**Dataset records**
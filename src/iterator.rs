use crate::{
    element::{EH, FH, HH, VH},
    topol::{HasTopology, Topology},
};

struct OutgoingHalfedgeIter<'a, const CCW: bool> {
    topol: &'a Topology,
    hstart: Option<HH>,
    hcurrent: Option<HH>,
}

impl Iterator for OutgoingHalfedgeIter<'_, true> {
    type Item = HH;

    fn next(&mut self) -> Option<Self::Item> {
        let current = self.hcurrent?;
        let next = self.topol.ccw_rotated_halfedge(current);
        self.hcurrent = match self.hstart {
            Some(start) if start != next => Some(next),
            _ => None,
        };
        Some(current)
    }
}

impl Iterator for OutgoingHalfedgeIter<'_, false> {
    type Item = HH;

    fn next(&mut self) -> Option<Self::Item> {
        let current = self.hcurrent?;
        let next = self.topol.cw_rotated_halfedge(current);
        self.hcurrent = match self.hstart {
            Some(start) if start != next => Some(next),
            _ => None,
        };
        Some(current)
    }
}

/// Walks a loop of halfedges by following next (ccw) or previous (cw) links.
struct LoopHalfedgeIter<'a, const CCW: bool> {
    topol: &'a Topology,
    hstart: HH,
    hcurrent: Option<HH>,
}

impl Iterator for LoopHalfedgeIter<'_, true> {
    type Item = HH;

    fn next(&mut self) -> Option<Self::Item> {
        let current = self.hcurrent?;
        let next = self.topol.next_halfedge(current);
        self.hcurrent = if next == self.hstart {
            None
        } else {
            Some(next)
        };
        Some(current)
    }
}

impl Iterator for LoopHalfedgeIter<'_, false> {
    type Item = HH;

    fn next(&mut self) -> Option<Self::Item> {
        let current = self.hcurrent?;
        let next = self.topol.prev_halfedge(current);
        self.hcurrent = if next == self.hstart {
            None
        } else {
            Some(next)
        };
        Some(current)
    }
}

fn outgoing<const CCW: bool>(topol: &Topology, v: VH) -> OutgoingHalfedgeIter<'_, CCW> {
    let h = if topol.is_deleted(v) {
        None
    } else {
        topol.vertex_halfedge(v)
    };
    OutgoingHalfedgeIter {
        topol,
        hstart: h,
        hcurrent: h,
    }
}

fn halfedge_loop<const CCW: bool>(topol: &Topology, h: HH) -> LoopHalfedgeIter<'_, CCW> {
    LoopHalfedgeIter {
        topol,
        hstart: h,
        hcurrent: if topol.is_deleted(h) { None } else { Some(h) },
    }
}

fn face_loop<const CCW: bool>(topol: &Topology, f: FH) -> LoopHalfedgeIter<'_, CCW> {
    let h = topol.face_halfedge(f);
    LoopHalfedgeIter {
        topol,
        hstart: h,
        hcurrent: if topol.is_deleted(f) { None } else { Some(h) },
    }
}

pub(crate) fn voh_ccw_iter(topol: &Topology, v: VH) -> impl Iterator<Item = HH> + use<'_> {
    outgoing::<true>(topol, v)
}

pub(crate) fn voh_cw_iter(topol: &Topology, v: VH) -> impl Iterator<Item = HH> + use<'_> {
    outgoing::<false>(topol, v)
}

pub(crate) fn vih_ccw_iter(topol: &Topology, v: VH) -> impl Iterator<Item = HH> + use<'_> {
    voh_ccw_iter(topol, v).map(|h| h.opposite())
}

pub(crate) fn vih_cw_iter(topol: &Topology, v: VH) -> impl Iterator<Item = HH> + use<'_> {
    voh_cw_iter(topol, v).map(|h| h.opposite())
}

pub(crate) fn vv_ccw_iter(topol: &Topology, v: VH) -> impl Iterator<Item = VH> + use<'_> {
    voh_ccw_iter(topol, v).map(|h| topol.to_vertex(h))
}

pub(crate) fn vv_cw_iter(topol: &Topology, v: VH) -> impl Iterator<Item = VH> + use<'_> {
    voh_cw_iter(topol, v).map(|h| topol.to_vertex(h))
}

pub(crate) fn ve_ccw_iter(topol: &Topology, v: VH) -> impl Iterator<Item = EH> + use<'_> {
    voh_ccw_iter(topol, v).map(|h| h.edge())
}

pub(crate) fn ve_cw_iter(topol: &Topology, v: VH) -> impl Iterator<Item = EH> + use<'_> {
    voh_cw_iter(topol, v).map(|h| h.edge())
}

pub(crate) fn vf_ccw_iter(topol: &Topology, v: VH) -> impl Iterator<Item = FH> + use<'_> {
    voh_ccw_iter(topol, v).filter_map(|h| topol.halfedge_face(h))
}

pub(crate) fn vf_cw_iter(topol: &Topology, v: VH) -> impl Iterator<Item = FH> + use<'_> {
    voh_cw_iter(topol, v).filter_map(|h| topol.halfedge_face(h))
}

pub(crate) fn eh_iter(e: EH) -> impl Iterator<Item = HH> {
    let (h, oh) = e.halfedges();
    [h, oh].into_iter()
}

pub(crate) fn ev_iter(topol: &Topology, e: EH) -> impl Iterator<Item = VH> + use<'_> {
    eh_iter(e).map(|h| topol.to_vertex(h))
}

pub(crate) fn ef_iter(topol: &Topology, e: EH) -> impl Iterator<Item = FH> + use<'_> {
    eh_iter(e).filter_map(|h| topol.halfedge_face(h))
}

pub(crate) fn fh_ccw_iter(topol: &Topology, f: FH) -> impl Iterator<Item = HH> + use<'_> {
    face_loop::<true>(topol, f)
}

pub(crate) fn fh_cw_iter(topol: &Topology, f: FH) -> impl Iterator<Item = HH> + use<'_> {
    face_loop::<false>(topol, f)
}

pub(crate) fn fv_ccw_iter(topol: &Topology, f: FH) -> impl Iterator<Item = VH> + use<'_> {
    fh_ccw_iter(topol, f).map(|h| topol.to_vertex(h))
}

pub(crate) fn fv_cw_iter(topol: &Topology, f: FH) -> impl Iterator<Item = VH> + use<'_> {
    fh_cw_iter(topol, f).map(|h| topol.to_vertex(h))
}

pub(crate) fn fe_ccw_iter(topol: &Topology, f: FH) -> impl Iterator<Item = EH> + use<'_> {
    fh_ccw_iter(topol, f).map(|h| h.edge())
}

pub(crate) fn fe_cw_iter(topol: &Topology, f: FH) -> impl Iterator<Item = EH> + use<'_> {
    fh_cw_iter(topol, f).map(|h| h.edge())
}

pub(crate) fn ff_ccw_iter(topol: &Topology, f: FH) -> impl Iterator<Item = FH> + use<'_> {
    fh_ccw_iter(topol, f).filter_map(|h| topol.halfedge_face(h.opposite()))
}

pub(crate) fn ff_cw_iter(topol: &Topology, f: FH) -> impl Iterator<Item = FH> + use<'_> {
    fh_cw_iter(topol, f).filter_map(|h| topol.halfedge_face(h.opposite()))
}

pub(crate) fn loop_ccw_iter(topol: &Topology, h: HH) -> impl Iterator<Item = HH> + use<'_> {
    halfedge_loop::<true>(topol, h)
}

pub(crate) fn loop_cw_iter(topol: &Topology, h: HH) -> impl Iterator<Item = HH> + use<'_> {
    halfedge_loop::<false>(topol, h)
}

/// Circulators around the elements of a mesh.
///
/// Every circulator borrows the mesh, stops when it gets back to where it
/// started, and yields nothing when started from a deleted or isolated
/// element. "ccw" and "cw" refer to the orientation implied by the order of
/// the vertices of the faces.
pub trait HasIterators: HasTopology {
    /// Outgoing halfedges of a vertex, counter-clockwise.
    fn voh_ccw_iter(&self, v: VH) -> impl Iterator<Item = HH> {
        voh_ccw_iter(self.topology(), v)
    }

    /// Outgoing halfedges of a vertex, clockwise.
    fn voh_cw_iter(&self, v: VH) -> impl Iterator<Item = HH> {
        voh_cw_iter(self.topology(), v)
    }

    /// Incoming halfedges of a vertex, counter-clockwise.
    fn vih_ccw_iter(&self, v: VH) -> impl Iterator<Item = HH> {
        vih_ccw_iter(self.topology(), v)
    }

    /// Incoming halfedges of a vertex, clockwise.
    fn vih_cw_iter(&self, v: VH) -> impl Iterator<Item = HH> {
        vih_cw_iter(self.topology(), v)
    }

    /// Neighboring vertices, counter-clockwise.
    fn vv_ccw_iter(&self, v: VH) -> impl Iterator<Item = VH> {
        vv_ccw_iter(self.topology(), v)
    }

    /// Neighboring vertices, clockwise.
    fn vv_cw_iter(&self, v: VH) -> impl Iterator<Item = VH> {
        vv_cw_iter(self.topology(), v)
    }

    fn ve_ccw_iter(&self, v: VH) -> impl Iterator<Item = EH> {
        ve_ccw_iter(self.topology(), v)
    }

    fn ve_cw_iter(&self, v: VH) -> impl Iterator<Item = EH> {
        ve_cw_iter(self.topology(), v)
    }

    /// Faces incident on a vertex, counter-clockwise. Boundary gaps are
    /// skipped.
    fn vf_ccw_iter(&self, v: VH) -> impl Iterator<Item = FH> {
        vf_ccw_iter(self.topology(), v)
    }

    fn vf_cw_iter(&self, v: VH) -> impl Iterator<Item = FH> {
        vf_cw_iter(self.topology(), v)
    }

    /// The two halfedges of an edge.
    fn eh_iter(&self, e: EH) -> impl Iterator<Item = HH> {
        eh_iter(e)
    }

    /// The two vertices of an edge.
    fn ev_iter(&self, e: EH) -> impl Iterator<Item = VH> {
        ev_iter(self.topology(), e)
    }

    /// The faces on either side of an edge, at most two.
    fn ef_iter(&self, e: EH) -> impl Iterator<Item = FH> {
        ef_iter(self.topology(), e)
    }

    /// Halfedges of a face, counter-clockwise, starting from the halfedge of
    /// the face.
    fn fh_ccw_iter(&self, f: FH) -> impl Iterator<Item = HH> {
        fh_ccw_iter(self.topology(), f)
    }

    fn fh_cw_iter(&self, f: FH) -> impl Iterator<Item = HH> {
        fh_cw_iter(self.topology(), f)
    }

    /// Vertices of a face, counter-clockwise.
    fn fv_ccw_iter(&self, f: FH) -> impl Iterator<Item = VH> {
        fv_ccw_iter(self.topology(), f)
    }

    fn fv_cw_iter(&self, f: FH) -> impl Iterator<Item = VH> {
        fv_cw_iter(self.topology(), f)
    }

    fn fe_ccw_iter(&self, f: FH) -> impl Iterator<Item = EH> {
        fe_ccw_iter(self.topology(), f)
    }

    fn fe_cw_iter(&self, f: FH) -> impl Iterator<Item = EH> {
        fe_cw_iter(self.topology(), f)
    }

    /// Faces sharing an edge with a face, counter-clockwise.
    fn ff_ccw_iter(&self, f: FH) -> impl Iterator<Item = FH> {
        ff_ccw_iter(self.topology(), f)
    }

    fn ff_cw_iter(&self, f: FH) -> impl Iterator<Item = FH> {
        ff_cw_iter(self.topology(), f)
    }

    /// The loop of halfedges containing `h`, following next links. This is a
    /// face loop for interior halfedges and a boundary loop otherwise.
    fn loop_ccw_iter(&self, h: HH) -> impl Iterator<Item = HH> {
        loop_ccw_iter(self.topology(), h)
    }

    fn loop_cw_iter(&self, h: HH) -> impl Iterator<Item = HH> {
        loop_cw_iter(self.topology(), h)
    }
}

impl<T> HasIterators for T where T: HasTopology {}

**Task**
Reproduce only the lines above spanning from the line containing "to where it" through the line containing "of the faces.", word for word.

**Result**
/// Every circulator borrows the mesh, stops when it gets back to where it
/// started, and yields nothing when started from a deleted or isolated
/// element. "ccw" and "cw" refer to the orientation implied by the order of
/// the vertices of the faces.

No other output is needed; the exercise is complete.